**Provided information:**
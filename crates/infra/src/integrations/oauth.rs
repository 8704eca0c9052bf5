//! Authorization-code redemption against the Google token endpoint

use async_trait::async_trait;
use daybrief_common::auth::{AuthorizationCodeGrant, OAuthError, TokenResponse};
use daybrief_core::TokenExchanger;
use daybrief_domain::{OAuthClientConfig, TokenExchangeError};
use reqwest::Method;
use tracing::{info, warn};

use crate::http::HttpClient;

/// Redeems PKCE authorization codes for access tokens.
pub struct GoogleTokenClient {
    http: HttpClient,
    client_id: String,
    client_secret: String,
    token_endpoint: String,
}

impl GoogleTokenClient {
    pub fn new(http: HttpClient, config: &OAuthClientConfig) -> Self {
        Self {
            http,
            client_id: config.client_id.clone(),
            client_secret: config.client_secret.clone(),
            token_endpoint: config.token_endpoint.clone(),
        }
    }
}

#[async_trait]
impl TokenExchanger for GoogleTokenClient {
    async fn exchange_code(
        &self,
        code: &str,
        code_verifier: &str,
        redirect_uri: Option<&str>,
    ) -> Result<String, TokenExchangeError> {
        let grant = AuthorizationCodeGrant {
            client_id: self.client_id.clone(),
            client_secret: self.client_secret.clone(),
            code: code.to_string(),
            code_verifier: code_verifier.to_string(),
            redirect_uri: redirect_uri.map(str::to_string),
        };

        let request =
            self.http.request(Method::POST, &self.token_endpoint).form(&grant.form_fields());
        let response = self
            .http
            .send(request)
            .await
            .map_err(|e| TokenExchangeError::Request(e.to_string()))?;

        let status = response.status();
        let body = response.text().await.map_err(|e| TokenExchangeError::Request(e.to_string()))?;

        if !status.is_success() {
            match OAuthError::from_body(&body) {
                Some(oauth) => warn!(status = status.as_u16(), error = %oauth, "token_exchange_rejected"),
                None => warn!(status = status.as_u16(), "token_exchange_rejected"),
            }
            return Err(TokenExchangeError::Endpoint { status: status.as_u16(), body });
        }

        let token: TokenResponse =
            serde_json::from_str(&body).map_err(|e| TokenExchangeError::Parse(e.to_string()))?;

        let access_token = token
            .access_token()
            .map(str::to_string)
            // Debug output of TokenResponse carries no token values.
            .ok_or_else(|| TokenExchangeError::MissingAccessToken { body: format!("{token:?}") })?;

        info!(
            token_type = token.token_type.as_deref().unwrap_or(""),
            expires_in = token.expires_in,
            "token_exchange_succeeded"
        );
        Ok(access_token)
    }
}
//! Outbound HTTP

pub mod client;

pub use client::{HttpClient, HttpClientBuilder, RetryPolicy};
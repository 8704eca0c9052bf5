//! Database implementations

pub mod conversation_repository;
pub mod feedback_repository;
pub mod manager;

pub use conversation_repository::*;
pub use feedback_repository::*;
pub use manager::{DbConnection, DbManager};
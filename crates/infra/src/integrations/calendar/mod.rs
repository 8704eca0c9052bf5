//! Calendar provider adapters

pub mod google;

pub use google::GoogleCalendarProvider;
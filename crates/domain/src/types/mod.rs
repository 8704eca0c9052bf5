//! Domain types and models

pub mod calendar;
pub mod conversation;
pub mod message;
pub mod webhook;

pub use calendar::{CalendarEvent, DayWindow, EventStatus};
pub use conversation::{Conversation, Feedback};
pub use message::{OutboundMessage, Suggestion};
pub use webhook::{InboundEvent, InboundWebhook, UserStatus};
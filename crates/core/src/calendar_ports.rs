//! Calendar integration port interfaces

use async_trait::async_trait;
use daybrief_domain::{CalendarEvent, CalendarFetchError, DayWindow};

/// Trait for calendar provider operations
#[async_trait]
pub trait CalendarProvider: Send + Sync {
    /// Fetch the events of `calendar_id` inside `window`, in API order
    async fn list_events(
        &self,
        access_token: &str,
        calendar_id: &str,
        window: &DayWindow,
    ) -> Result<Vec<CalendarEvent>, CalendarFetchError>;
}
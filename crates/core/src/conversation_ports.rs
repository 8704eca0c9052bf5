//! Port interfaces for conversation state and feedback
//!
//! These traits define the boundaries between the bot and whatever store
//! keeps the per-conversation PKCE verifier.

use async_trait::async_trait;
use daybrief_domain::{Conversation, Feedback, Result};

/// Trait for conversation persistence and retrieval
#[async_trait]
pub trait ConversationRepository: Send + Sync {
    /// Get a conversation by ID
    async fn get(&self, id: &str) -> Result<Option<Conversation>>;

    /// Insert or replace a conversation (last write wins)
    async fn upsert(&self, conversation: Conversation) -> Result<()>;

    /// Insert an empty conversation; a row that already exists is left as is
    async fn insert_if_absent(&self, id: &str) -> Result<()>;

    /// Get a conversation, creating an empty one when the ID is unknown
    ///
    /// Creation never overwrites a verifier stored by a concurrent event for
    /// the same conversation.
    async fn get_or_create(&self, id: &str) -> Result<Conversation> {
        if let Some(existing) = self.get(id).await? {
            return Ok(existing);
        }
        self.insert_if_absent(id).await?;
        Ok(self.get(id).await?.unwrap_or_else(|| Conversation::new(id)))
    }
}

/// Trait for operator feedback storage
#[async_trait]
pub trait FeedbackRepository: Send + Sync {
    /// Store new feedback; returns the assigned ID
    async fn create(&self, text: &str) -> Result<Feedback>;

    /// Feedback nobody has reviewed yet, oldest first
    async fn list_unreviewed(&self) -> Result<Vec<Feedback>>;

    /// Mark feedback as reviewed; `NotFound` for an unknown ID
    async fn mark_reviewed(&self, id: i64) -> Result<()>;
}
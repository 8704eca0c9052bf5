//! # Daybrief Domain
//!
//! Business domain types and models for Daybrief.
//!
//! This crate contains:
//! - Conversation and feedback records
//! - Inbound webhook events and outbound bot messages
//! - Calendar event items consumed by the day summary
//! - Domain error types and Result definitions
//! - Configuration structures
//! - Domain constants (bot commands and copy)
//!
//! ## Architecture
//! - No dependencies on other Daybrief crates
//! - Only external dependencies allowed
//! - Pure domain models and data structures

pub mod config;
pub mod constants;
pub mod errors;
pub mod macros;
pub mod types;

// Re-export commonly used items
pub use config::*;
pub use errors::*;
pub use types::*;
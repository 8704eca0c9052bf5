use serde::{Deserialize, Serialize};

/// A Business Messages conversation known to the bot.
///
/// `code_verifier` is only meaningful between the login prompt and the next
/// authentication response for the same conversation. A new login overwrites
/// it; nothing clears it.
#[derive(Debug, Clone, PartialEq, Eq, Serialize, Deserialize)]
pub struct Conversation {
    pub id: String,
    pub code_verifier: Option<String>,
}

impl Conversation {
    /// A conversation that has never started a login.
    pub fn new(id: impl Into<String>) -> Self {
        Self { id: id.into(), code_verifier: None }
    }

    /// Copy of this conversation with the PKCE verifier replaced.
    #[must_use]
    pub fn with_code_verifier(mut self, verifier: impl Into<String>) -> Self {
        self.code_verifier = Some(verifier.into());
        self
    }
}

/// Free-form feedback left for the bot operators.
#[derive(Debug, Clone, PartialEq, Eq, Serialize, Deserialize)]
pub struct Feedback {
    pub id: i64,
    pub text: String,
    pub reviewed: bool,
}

**Your instructions:**
Only the lines from the first line of the records through the line with "let token: TokenResponse" should be reproduced, exactly and with nothing added.

**Answer section:**
filename crates/infra/src/integrations/oauth.rs
repository 8704eca0c9052bf5
//! Authorization-code redemption against the Google token endpoint

use async_trait::async_trait;
use daybrief_common::auth::{AuthorizationCodeGrant, OAuthError, TokenResponse};
use daybrief_core::TokenExchanger;
use daybrief_domain::{OAuthClientConfig, TokenExchangeError};
use reqwest::Method;
use tracing::{info, warn};

use crate::http::HttpClient;

/// Redeems PKCE authorization codes for access tokens.
pub struct GoogleTokenClient {
    http: HttpClient,
    client_id: String,
    client_secret: String,
    token_endpoint: String,
}

impl GoogleTokenClient {
    pub fn new(http: HttpClient, config: &OAuthClientConfig) -> Self {
        Self {
            http,
            client_id: config.client_id.clone(),
            client_secret: config.client_secret.clone(),
            token_endpoint: config.token_endpoint.clone(),
        }
    }
}

#[async_trait]
impl TokenExchanger for GoogleTokenClient {
    async fn exchange_code(
        &self,
        code: &str,
        code_verifier: &str,
        redirect_uri: Option<&str>,
    ) -> Result<String, TokenExchangeError> {
        let grant = AuthorizationCodeGrant {
            client_id: self.client_id.clone(),
            client_secret: self.client_secret.clone(),
            code: code.to_string(),
            code_verifier: code_verifier.to_string(),
            redirect_uri: redirect_uri.map(str::to_string),
        };

        let request =
            self.http.request(Method::POST, &self.token_endpoint).form(&grant.form_fields());
        let response = self
            .http
            .send(request)
            .await
            .map_err(|e| TokenExchangeError::Request(e.to_string()))?;

        let status = response.status();
        let body = response.text().await.map_err(|e| TokenExchangeError::Request(e.to_string()))?;

        if !status.is_success() {
            match OAuthError::from_body(&body) {
                Some(oauth) => warn!(status = status.as_u16(), error = %oauth, "token_exchange_rejected"),
                None => warn!(status = status.as_u16(), "token_exchange_rejected"),
            }
            return Err(TokenExchangeError::Endpoint { status: status.as_u16(), body });
        }

        let token: TokenResponse =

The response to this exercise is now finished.